TASK DETAILS — Transcribe the data in full; each line must match exactly.

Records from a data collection
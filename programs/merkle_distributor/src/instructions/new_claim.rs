use anchor_lang::prelude::*;
use anchor_spl::token_interface::{Mint, TokenAccount, TokenInterface};
use crate::state::*;
use crate::error::*;
use crate::constants::*;
use crate::utils::{settle_new_claim, transfer_from_vault, ClaimRequest};
use crate::event::*;

/**
 * Account context for a first claim
 *
 * Creates the claimant's ClaimStatus and pays the unlocked bucket together
 * with the bonus vested so far. The locked bucket is released later through
 * claim_locked.
 *
 * Access Control: The claimant, plus the operator for permissioned distributors
 */
#[event_cpi]
#[derive(Accounts)]
pub struct NewClaim<'info> {
    /// The distributor account
    /// - Counters are updated with the claimed amounts
    #[account(
        mut,
        has_one = token_vault,
        has_one = mint,
    )]
    pub distributor: Box<Account<'info, MerkleDistributor>>,

    /// Claim status PDA, created here so a second first claim fails
    /// - Derived from: ["ClaimStatus", claimant, distributor]
    #[account(
        init,
        seeds = [
            CLAIM_STATUS_SEED.as_bytes(),
            claimant.key().as_ref(),
            distributor.key().as_ref()
        ],
        bump,
        space = ClaimStatus::LEN,
        payer = claimant
    )]
    pub claim_status: Box<Account<'info, ClaimStatus>>,

    /// Distributor ATA containing the tokens to distribute
    #[account(mut)]
    pub token_vault: Box<InterfaceAccount<'info, TokenAccount>>,

    /// Account to send the claimed tokens to
    #[account(
        mut,
        token::mint = mint,
        token::token_program = token_program,
        constraint = to.owner == claimant.key() @ DistributorError::OwnerMismatch
    )]
    pub to: Box<InterfaceAccount<'info, TokenAccount>>,

    /// Who is claiming the tokens, pays for the claim status
    #[account(mut)]
    pub claimant: Signer<'info>,

    /// Operator co-signature, required by permissioned distributors
    pub operator: Option<Signer<'info>>,

    /// The token mint, needed by transfer_checked
    pub mint: Box<InterfaceAccount<'info, Mint>>,

    /// Token program (supports both SPL Token and Token 2022)
    pub token_program: Interface<'info, TokenInterface>,

    /// System program for account creation
    pub system_program: Program<'info, System>,
}

/**
 * Processes a first claim
 *
 * @param ctx - The account context containing all required accounts
 * @param amount_unlocked - Unlocked amount committed in the merkle tree
 * @param amount_locked - Locked amount committed in the merkle tree
 * @param proof - Sibling hashes from the leaf up to the root
 */
pub fn handle_new_claim(
    ctx: Context<NewClaim>,
    amount_unlocked: u64,
    amount_locked: u64,
    proof: Vec<[u8; 32]>,
) -> Result<()> {
    let clock = Clock::get()?;
    let distributor_key = ctx.accounts.distributor.key();
    let request = ClaimRequest {
        claimant: ctx.accounts.claimant.key(),
        operator: ctx.accounts.operator.as_ref().map(|operator| operator.key()),
        staking: false,
        curr_slot: clock.slot,
        curr_ts: clock.unix_timestamp,
    };

    // ===== VALIDATION AND EFFECTS =====

    let distributor = &mut ctx.accounts.distributor;
    let claimable = settle_new_claim(
        distributor,
        distributor_key,
        &mut ctx.accounts.claim_status,
        &request,
        amount_unlocked,
        amount_locked,
        proof,
    )?;
    let amount = claimable.total()?;

    let version_bytes = distributor.version.to_le_bytes();
    let base_key = distributor.base;
    let mint_key = distributor.mint;
    let distributor_bump = distributor.bump;

    // ===== INTERACTIONS PHASE =====

    let seeds = &[
        DISTRIBUTOR_SEED.as_bytes(),
        base_key.as_ref(),
        mint_key.as_ref(),
        version_bytes.as_ref(),
        &[distributor_bump],
    ];
    let signer = &[&seeds[..]];

    transfer_from_vault(
        ctx.accounts.distributor.to_account_info(),
        ctx.accounts.token_vault.to_account_info(),
        ctx.accounts.to.to_account_info(),
        ctx.accounts.mint.to_account_info(),
        ctx.accounts.token_program.to_account_info(),
        amount,
        ctx.accounts.mint.decimals,
        signer,
    )?;

    msg!(
        "Claimed unlocked {} and bonus {}, locked {} left to vest",
        claimable.unlocked,
        claimable.bonus,
        amount_locked,
    );

    emit_cpi!(NewClaimEvent {
        claimant: request.claimant,
        timestamp: request.curr_ts,
    });
    emit_cpi!(ClaimedEvent {
        claimant: request.claimant,
        amount,
    });

    Ok(())
}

TASK RESPONSE —
filename programs/merkle_distributor/src/instructions/new_claim.rs
use anchor_lang::prelude::*;
use anchor_spl::token_interface::{Mint, TokenAccount, TokenInterface};
use crate::state::*;
use crate::error::*;
use crate::constants::*;
use crate::utils::{settle_new_claim, transfer_from_vault, ClaimRequest};
use crate::event::*;

/**
 * Account context for a first claim
 *
 * Creates the claimant's ClaimStatus and pays the unlocked bucket together
 * with the bonus vested so far. The locked bucket is released later through
 * claim_locked.
 *
 * Access Control: The claimant, plus the operator for permissioned distributors
 */
#[event_cpi]
#[derive(Accounts)]
pub struct NewClaim<'info> {
    /// The distributor account
    /// - Counters are updated with the claimed amounts
    #[account(
        mut,
        has_one = token_vault,
        has_one = mint,
    )]
    pub distributor: Box<Account<'info, MerkleDistributor>>,

    /// Claim status PDA, created here so a second first claim fails
    /// - Derived from: ["ClaimStatus", claimant, distributor]
    #[account(
        init,
        seeds = [
            CLAIM_STATUS_SEED.as_bytes(),
            claimant.key().as_ref(),
            distributor.key().as_ref()
        ],
        bump,
        space = ClaimStatus::LEN,
        payer = claimant
    )]
    pub claim_status: Box<Account<'info, ClaimStatus>>,

    /// Distributor ATA containing the tokens to distribute
    #[account(mut)]
    pub token_vault: Box<InterfaceAccount<'info, TokenAccount>>,

    /// Account to send the claimed tokens to
    #[account(
        mut,
        token::mint = mint,
        token::token_program = token_program,
        constraint = to.owner == claimant.key() @ DistributorError::OwnerMismatch
    )]
    pub to: Box<InterfaceAccount<'info, TokenAccount>>,

    /// Who is claiming the tokens, pays for the claim status
    #[account(mut)]
    pub claimant: Signer<'info>,

    /// Operator co-signature, required by permissioned distributors
    pub operator: Option<Signer<'info>>,

    /// The token mint, needed by transfer_checked
    pub mint: Box<InterfaceAccount<'info, Mint>>,

    /// Token program (supports both SPL Token and Token 2022)
    pub token_program: Interface<'info, TokenInterface>,

    /// System program for account creation
    pub system_program: Program<'info, System>,
}

/**
 * Processes a first claim
 *
 * @param ctx - The account context containing all required accounts
 * @param amount_unlocked - Unlocked amount committed in the merkle tree
 * @param amount_locked - Locked amount committed in the merkle tree
 * @param proof - Sibling hashes from the leaf up to the root
 */
pub fn handle_new_claim(
    ctx: Context<NewClaim>,
    amount_unlocked: u64,
    amount_locked: u64,
    proof: Vec<[u8; 32]>,
) -> Result<()> {
    let clock = Clock::get()?;
    let distributor_key = ctx.accounts.distributor.key();
    let request = ClaimRequest {
        claimant: ctx.accounts.claimant.key(),
        operator: ctx.accounts.operator.as_ref().map(|operator| operator.key()),
        staking: false,
        curr_slot: clock.slot,
        curr_ts: clock.unix_timestamp,
    };

    // ===== VALIDATION AND EFFECTS =====

    let distributor = &mut ctx.accounts.distributor;
    let claimable = settle_new_claim(
        distributor,
        distributor_key,
        &mut ctx.accounts.claim_status,
        &request,
        amount_unlocked,
        amount_locked,
        proof,
    )?;
    let amount = claimable.total()?;

    let version_bytes = distributor.version.to_le_bytes();
    let base_key = distributor.base;
    let mint_key = distributor.mint;
    let distributor_bump = distributor.bump;

    // ===== INTERACTIONS PHASE =====

    let seeds = &[
        DISTRIBUTOR_SEED.as_bytes(),
        base_key.as_ref(),
        mint_key.as_ref(),
        version_bytes.as_ref(),
        &[distributor_bump],
    ];
    let signer = &[&seeds[..]];

    transfer_from_vault(
        ctx.accounts.distributor.to_account_info(),
        ctx.accounts.token_vault.to_account_info(),
        ctx.accounts.to.to_account_info(),
        ctx.accounts.mint.to_account_info(),
        ctx.accounts.token_program.to_account_info(),
        amount,
        ctx.accounts.mint.decimals,
        signer,
    )?;

    msg!(
        "Claimed unlocked {} and bonus {}, locked {} left to vest",
        claimable.unlocked,
        claimable.bonus,
        amount_locked,
    );

    emit_cpi!(NewClaimEvent {
        claimant: request.claimant,
        timestamp: request.curr_ts,
    });
    emit_cpi!(ClaimedEvent {
        claimant: request.claimant,
        amount,
    });

    Ok(())
}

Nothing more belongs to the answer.